**REQUIRED ACTION**. Copy each line in the data that includes the word "items".

━━━━━ INFORMATION PROVIDED ━━━━━

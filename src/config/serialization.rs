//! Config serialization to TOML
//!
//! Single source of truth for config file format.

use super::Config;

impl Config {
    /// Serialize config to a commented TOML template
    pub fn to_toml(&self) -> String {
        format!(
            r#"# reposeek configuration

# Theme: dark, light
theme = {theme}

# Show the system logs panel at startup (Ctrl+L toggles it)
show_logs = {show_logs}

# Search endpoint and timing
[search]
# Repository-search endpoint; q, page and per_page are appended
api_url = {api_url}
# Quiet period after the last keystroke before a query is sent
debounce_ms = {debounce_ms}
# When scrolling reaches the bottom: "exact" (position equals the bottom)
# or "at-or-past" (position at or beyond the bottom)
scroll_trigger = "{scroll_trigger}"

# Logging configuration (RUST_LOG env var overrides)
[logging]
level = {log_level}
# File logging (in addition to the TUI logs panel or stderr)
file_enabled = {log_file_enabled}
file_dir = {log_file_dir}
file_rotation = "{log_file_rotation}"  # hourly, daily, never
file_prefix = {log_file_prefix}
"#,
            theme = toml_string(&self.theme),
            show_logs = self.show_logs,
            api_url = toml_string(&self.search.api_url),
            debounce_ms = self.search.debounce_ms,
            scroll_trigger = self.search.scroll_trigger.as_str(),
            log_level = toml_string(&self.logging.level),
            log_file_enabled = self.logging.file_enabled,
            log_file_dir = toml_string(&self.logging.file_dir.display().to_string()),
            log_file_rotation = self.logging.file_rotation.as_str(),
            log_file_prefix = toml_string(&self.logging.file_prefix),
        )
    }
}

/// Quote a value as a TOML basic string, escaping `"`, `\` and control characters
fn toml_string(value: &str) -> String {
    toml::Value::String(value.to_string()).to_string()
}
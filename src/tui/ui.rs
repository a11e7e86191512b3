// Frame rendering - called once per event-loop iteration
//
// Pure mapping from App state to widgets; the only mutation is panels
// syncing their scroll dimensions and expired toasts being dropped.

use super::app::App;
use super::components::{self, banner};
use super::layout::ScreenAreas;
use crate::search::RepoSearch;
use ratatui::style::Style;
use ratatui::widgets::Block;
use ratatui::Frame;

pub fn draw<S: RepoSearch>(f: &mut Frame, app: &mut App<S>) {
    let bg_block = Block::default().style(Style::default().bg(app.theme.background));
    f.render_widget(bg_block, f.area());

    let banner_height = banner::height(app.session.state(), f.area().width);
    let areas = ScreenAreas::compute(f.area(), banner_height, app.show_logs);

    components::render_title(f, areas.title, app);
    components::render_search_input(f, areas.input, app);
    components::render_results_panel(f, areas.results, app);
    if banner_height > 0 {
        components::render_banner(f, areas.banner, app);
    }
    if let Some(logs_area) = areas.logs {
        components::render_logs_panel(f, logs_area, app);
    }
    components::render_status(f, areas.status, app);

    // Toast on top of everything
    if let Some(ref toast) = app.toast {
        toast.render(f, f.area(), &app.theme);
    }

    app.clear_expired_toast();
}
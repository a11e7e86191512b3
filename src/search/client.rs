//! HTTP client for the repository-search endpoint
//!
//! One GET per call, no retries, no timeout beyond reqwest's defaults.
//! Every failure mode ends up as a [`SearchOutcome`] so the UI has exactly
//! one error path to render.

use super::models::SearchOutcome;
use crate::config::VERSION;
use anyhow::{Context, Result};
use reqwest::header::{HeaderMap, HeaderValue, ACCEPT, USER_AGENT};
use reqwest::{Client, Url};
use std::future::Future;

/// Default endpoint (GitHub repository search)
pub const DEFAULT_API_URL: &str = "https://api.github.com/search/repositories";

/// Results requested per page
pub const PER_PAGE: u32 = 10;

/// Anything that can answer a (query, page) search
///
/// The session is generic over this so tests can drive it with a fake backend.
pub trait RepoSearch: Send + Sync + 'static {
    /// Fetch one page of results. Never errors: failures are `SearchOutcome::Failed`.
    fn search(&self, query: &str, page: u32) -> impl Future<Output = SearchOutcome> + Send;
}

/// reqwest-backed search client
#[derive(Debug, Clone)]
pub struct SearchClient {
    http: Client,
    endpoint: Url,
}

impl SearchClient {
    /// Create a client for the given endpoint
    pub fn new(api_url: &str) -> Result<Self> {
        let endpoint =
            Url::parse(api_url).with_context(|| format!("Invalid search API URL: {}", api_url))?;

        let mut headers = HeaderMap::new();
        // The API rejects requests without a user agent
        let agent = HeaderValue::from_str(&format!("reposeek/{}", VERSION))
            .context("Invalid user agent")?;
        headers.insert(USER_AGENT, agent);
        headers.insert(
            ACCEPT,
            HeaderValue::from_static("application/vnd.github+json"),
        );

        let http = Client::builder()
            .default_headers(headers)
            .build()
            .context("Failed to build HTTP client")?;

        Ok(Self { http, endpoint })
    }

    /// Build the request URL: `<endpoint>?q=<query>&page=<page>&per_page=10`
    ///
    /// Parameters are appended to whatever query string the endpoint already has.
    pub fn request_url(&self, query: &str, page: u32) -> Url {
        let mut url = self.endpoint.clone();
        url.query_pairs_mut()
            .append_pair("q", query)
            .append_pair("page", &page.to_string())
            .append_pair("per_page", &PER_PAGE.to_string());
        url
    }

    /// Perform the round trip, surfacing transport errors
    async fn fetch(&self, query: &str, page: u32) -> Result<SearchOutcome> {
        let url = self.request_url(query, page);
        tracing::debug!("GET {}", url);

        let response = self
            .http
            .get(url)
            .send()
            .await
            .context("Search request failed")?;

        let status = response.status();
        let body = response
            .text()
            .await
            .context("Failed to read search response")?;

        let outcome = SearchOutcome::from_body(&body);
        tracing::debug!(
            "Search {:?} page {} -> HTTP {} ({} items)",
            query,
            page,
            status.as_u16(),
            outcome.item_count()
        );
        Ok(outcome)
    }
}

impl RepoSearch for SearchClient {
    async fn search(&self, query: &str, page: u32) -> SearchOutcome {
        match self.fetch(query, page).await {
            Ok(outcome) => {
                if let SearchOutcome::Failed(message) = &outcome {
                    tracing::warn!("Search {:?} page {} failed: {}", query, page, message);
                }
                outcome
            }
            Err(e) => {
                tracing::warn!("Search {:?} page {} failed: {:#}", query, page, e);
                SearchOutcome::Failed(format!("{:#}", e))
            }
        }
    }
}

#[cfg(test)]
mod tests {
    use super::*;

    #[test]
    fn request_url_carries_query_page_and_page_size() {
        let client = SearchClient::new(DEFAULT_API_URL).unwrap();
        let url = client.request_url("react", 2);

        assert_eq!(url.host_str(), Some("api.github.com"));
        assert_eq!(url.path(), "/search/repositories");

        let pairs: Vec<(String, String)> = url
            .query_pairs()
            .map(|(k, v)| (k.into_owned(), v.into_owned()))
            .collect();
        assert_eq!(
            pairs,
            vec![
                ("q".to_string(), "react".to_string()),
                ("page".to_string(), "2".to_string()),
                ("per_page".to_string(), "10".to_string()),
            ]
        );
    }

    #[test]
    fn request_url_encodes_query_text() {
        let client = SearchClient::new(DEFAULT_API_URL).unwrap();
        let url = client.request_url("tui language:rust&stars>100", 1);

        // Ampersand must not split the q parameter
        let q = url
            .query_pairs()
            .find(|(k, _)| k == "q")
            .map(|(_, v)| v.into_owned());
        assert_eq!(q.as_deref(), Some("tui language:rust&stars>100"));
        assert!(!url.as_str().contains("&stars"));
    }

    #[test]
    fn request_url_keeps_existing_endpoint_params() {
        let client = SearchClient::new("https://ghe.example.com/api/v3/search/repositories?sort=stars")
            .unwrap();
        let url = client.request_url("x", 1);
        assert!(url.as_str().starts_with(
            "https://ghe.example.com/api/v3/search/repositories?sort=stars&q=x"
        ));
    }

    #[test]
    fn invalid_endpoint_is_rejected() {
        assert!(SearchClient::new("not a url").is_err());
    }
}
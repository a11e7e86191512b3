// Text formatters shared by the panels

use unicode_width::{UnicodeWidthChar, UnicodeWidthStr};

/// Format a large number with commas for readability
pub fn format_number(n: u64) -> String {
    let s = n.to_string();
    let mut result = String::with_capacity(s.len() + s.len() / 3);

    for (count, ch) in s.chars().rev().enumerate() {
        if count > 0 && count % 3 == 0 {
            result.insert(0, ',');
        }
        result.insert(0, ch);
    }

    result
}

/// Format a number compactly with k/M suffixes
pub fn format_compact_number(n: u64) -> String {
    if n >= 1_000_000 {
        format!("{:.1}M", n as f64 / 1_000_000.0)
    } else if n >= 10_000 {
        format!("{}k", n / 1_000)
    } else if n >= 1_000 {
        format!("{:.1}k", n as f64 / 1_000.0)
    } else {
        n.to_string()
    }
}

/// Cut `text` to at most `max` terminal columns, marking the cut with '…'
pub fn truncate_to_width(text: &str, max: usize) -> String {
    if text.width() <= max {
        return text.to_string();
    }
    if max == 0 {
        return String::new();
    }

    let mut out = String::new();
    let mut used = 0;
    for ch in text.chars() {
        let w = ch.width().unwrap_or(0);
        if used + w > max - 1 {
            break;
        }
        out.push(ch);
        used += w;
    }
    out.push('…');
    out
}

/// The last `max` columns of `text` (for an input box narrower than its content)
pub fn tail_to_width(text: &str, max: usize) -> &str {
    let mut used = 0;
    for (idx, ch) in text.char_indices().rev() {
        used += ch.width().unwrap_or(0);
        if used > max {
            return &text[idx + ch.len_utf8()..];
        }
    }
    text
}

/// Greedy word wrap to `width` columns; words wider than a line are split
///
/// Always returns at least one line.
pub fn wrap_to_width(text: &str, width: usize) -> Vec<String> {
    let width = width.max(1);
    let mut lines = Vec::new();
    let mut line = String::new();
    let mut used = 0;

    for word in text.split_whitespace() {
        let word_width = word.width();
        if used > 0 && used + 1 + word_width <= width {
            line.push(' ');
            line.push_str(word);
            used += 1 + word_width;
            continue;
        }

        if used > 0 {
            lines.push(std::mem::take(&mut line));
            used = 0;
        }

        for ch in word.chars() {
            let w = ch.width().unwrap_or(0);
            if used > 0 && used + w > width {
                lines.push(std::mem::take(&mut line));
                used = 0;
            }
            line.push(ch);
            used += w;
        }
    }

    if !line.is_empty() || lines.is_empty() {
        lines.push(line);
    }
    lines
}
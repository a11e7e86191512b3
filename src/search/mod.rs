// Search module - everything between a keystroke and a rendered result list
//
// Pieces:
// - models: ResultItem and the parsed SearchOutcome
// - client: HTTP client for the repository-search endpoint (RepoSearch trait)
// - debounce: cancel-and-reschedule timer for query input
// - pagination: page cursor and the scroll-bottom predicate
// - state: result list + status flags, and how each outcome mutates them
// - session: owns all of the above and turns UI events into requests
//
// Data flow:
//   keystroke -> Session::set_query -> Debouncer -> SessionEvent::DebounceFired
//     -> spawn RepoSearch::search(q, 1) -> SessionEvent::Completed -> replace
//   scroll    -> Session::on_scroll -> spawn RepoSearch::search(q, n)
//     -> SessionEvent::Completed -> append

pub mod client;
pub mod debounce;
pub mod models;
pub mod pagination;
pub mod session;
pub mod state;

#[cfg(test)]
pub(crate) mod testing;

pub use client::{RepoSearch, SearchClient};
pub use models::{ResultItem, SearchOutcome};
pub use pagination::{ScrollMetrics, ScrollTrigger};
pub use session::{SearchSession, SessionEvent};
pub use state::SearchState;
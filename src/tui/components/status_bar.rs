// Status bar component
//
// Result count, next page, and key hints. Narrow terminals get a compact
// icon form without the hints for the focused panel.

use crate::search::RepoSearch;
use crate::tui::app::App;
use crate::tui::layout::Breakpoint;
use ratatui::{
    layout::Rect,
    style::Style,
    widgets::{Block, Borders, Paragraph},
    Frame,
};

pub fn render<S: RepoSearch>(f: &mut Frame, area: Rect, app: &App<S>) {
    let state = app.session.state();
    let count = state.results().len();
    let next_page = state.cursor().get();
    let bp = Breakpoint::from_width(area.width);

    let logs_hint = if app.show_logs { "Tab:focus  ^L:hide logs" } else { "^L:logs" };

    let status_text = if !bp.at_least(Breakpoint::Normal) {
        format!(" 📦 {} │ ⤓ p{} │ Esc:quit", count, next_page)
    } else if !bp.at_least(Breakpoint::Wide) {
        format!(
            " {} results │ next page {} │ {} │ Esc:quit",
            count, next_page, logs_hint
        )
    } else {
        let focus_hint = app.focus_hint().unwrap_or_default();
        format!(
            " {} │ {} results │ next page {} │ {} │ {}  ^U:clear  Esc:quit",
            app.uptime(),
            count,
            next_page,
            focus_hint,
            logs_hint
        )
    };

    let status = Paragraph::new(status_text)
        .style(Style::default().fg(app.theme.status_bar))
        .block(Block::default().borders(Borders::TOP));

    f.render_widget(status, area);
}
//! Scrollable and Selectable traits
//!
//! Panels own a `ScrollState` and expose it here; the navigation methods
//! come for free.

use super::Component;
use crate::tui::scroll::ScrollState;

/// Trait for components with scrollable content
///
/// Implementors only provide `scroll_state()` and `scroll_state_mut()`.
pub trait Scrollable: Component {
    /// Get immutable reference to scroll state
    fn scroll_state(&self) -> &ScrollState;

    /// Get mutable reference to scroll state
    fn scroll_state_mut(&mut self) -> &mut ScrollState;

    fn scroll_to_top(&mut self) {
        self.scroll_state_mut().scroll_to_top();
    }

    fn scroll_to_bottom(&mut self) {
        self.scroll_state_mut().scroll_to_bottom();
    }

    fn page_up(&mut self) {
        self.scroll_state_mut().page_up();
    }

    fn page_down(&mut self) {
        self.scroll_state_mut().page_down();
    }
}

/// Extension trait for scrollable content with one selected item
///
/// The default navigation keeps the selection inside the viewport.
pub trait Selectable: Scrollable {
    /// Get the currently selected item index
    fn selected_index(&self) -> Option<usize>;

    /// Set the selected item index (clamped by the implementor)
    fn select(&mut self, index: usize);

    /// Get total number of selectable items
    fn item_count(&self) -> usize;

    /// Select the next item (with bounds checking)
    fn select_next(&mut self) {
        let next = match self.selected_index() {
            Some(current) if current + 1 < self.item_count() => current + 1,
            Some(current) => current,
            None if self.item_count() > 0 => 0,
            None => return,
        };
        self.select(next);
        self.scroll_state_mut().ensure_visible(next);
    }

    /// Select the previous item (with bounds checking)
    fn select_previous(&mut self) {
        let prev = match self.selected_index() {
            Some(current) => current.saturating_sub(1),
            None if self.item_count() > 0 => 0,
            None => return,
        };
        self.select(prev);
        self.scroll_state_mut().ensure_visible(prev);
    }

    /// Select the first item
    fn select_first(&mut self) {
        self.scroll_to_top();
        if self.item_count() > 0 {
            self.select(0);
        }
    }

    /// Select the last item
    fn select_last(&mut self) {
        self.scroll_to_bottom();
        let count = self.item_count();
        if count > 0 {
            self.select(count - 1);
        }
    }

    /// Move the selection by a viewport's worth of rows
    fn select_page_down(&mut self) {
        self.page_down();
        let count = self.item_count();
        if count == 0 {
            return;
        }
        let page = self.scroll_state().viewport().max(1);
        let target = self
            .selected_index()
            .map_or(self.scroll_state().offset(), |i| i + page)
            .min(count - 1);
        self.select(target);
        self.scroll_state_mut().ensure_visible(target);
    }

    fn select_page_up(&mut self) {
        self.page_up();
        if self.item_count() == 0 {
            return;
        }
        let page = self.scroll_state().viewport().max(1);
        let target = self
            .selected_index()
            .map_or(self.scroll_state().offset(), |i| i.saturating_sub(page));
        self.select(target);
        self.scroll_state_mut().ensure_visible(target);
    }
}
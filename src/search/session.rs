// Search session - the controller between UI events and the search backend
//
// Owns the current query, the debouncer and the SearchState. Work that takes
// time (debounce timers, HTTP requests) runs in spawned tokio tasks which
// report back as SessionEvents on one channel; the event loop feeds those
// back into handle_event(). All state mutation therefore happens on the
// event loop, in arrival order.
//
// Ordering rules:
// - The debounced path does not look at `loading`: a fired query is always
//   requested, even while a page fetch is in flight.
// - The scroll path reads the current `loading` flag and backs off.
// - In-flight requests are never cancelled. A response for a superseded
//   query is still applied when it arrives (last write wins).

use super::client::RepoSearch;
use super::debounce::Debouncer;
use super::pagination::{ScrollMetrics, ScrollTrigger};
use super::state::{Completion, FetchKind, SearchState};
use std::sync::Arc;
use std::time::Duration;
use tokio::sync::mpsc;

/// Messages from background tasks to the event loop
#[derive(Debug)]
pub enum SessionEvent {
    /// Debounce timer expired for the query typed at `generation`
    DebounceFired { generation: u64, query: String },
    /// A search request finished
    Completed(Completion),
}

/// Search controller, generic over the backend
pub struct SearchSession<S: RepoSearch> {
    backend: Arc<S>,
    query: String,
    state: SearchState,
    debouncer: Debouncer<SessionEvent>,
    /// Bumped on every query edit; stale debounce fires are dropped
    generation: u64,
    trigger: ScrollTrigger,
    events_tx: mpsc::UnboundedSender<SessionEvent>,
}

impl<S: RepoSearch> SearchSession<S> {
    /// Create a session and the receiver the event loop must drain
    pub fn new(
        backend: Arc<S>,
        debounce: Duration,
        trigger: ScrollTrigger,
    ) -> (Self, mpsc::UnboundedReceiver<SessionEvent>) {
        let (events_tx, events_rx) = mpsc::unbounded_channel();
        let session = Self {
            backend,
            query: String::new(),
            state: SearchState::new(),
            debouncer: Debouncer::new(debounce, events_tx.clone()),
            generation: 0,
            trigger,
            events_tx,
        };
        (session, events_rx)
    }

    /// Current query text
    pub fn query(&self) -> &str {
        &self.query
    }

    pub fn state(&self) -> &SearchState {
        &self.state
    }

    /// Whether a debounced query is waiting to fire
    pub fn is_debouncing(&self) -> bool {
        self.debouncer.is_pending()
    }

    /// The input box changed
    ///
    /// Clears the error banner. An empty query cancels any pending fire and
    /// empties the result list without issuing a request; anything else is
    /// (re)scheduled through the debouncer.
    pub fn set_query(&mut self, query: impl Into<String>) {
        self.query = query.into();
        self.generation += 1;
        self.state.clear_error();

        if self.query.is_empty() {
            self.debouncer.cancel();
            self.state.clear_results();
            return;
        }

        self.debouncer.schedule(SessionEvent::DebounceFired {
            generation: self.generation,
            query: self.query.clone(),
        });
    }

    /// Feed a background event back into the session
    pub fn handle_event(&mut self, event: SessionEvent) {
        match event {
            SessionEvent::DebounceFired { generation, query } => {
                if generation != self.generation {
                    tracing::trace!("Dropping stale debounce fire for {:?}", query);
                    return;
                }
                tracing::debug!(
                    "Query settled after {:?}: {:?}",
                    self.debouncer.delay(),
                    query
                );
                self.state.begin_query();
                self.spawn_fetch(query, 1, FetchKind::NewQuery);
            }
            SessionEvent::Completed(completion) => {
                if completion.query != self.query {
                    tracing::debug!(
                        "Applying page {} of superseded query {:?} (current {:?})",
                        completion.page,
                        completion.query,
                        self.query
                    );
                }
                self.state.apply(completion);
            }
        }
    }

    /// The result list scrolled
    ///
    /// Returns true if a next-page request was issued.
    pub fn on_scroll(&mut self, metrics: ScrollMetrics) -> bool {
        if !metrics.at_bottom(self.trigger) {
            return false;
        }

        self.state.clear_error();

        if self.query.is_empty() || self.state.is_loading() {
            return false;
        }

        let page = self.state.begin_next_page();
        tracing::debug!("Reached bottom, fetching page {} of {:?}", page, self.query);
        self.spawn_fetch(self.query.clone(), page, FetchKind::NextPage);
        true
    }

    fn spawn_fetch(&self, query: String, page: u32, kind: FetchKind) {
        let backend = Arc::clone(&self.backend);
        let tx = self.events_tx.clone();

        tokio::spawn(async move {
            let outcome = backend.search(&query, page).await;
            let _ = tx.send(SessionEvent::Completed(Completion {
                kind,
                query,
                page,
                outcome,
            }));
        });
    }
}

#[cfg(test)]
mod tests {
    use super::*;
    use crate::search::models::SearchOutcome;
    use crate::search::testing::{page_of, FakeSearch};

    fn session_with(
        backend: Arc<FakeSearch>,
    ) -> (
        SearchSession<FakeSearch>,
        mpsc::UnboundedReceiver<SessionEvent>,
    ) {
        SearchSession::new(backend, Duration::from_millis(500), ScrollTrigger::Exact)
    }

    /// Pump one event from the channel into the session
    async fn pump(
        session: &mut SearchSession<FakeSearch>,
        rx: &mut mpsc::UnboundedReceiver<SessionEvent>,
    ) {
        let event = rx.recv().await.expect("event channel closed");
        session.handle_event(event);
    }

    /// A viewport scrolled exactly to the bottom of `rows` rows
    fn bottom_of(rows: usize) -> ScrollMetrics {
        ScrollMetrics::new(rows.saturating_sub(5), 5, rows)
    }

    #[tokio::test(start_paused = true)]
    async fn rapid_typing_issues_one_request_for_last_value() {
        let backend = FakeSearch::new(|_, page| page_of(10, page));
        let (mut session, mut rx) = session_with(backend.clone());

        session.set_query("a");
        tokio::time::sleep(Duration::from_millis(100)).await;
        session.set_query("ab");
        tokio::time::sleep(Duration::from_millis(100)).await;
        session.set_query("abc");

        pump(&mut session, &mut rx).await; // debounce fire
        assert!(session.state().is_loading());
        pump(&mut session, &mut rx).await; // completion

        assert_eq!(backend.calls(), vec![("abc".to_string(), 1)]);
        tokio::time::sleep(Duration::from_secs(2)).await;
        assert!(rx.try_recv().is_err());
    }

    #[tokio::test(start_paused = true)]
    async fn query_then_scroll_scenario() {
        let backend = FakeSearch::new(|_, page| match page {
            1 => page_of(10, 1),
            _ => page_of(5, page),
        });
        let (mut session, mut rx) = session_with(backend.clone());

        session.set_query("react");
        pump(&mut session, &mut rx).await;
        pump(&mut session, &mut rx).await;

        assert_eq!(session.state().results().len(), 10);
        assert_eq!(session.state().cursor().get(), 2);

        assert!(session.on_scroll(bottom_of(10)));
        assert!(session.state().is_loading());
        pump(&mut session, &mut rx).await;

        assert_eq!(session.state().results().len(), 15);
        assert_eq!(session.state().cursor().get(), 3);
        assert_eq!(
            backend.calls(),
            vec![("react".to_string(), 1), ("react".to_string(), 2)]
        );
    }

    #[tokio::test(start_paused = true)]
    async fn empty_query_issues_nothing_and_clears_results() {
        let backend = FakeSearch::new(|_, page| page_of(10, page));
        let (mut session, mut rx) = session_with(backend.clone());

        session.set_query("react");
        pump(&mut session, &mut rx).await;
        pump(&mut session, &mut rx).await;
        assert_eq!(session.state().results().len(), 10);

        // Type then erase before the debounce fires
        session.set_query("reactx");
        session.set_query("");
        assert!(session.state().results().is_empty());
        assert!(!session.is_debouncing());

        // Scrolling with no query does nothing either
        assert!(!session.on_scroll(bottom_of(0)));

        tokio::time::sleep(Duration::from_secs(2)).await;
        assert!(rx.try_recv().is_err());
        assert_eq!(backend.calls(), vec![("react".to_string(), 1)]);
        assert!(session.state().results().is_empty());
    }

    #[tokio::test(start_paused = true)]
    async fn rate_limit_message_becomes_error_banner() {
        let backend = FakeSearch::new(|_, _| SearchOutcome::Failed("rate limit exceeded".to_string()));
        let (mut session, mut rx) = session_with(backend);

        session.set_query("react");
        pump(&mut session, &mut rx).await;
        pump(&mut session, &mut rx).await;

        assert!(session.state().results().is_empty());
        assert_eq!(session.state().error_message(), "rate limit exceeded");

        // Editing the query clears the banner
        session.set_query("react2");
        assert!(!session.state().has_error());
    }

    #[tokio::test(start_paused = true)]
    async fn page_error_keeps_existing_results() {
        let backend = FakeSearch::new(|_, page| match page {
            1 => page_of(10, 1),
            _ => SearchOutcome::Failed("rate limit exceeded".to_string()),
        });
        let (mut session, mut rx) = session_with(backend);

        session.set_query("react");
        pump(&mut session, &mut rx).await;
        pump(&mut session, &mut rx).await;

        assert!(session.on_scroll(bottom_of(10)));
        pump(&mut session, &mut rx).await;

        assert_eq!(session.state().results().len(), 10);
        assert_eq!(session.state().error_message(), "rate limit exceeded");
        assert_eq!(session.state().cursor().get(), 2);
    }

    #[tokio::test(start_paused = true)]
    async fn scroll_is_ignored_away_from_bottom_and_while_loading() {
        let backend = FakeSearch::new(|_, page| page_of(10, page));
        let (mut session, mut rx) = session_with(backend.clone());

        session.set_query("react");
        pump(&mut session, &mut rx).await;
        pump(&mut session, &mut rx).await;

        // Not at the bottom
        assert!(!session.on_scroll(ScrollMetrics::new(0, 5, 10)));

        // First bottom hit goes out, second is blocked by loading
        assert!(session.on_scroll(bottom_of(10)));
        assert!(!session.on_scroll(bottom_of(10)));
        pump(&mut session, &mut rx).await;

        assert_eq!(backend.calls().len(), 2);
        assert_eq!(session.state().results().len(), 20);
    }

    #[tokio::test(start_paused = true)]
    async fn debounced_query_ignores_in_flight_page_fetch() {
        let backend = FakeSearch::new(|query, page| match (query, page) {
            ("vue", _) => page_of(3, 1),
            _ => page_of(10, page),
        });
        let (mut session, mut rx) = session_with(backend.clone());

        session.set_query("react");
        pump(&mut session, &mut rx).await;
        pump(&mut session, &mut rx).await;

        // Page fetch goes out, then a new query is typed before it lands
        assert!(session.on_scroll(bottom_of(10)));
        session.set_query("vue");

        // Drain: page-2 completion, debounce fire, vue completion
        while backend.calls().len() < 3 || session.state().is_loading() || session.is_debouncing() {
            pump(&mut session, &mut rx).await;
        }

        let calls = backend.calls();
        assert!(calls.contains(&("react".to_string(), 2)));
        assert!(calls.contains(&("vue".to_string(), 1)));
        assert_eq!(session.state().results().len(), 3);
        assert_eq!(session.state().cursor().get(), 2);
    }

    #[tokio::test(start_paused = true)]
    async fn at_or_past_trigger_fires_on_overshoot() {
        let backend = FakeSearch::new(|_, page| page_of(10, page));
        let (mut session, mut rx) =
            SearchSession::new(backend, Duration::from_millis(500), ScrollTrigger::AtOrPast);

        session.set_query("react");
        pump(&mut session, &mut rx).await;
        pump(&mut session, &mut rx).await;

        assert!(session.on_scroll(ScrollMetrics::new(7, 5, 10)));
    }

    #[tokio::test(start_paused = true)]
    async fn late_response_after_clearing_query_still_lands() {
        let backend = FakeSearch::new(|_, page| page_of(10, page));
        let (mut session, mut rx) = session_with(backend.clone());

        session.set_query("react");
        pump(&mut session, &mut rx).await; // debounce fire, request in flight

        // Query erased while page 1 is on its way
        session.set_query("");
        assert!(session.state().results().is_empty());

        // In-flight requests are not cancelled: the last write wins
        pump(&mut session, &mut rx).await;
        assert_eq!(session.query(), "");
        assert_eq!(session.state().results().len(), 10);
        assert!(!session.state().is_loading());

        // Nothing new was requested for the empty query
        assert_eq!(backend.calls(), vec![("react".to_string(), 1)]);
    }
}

━━━━━

**RESULT OF THIS TASK**.
            "Search {:?} page {} -> HTTP {} ({} items)",
    /// Get total number of selectable items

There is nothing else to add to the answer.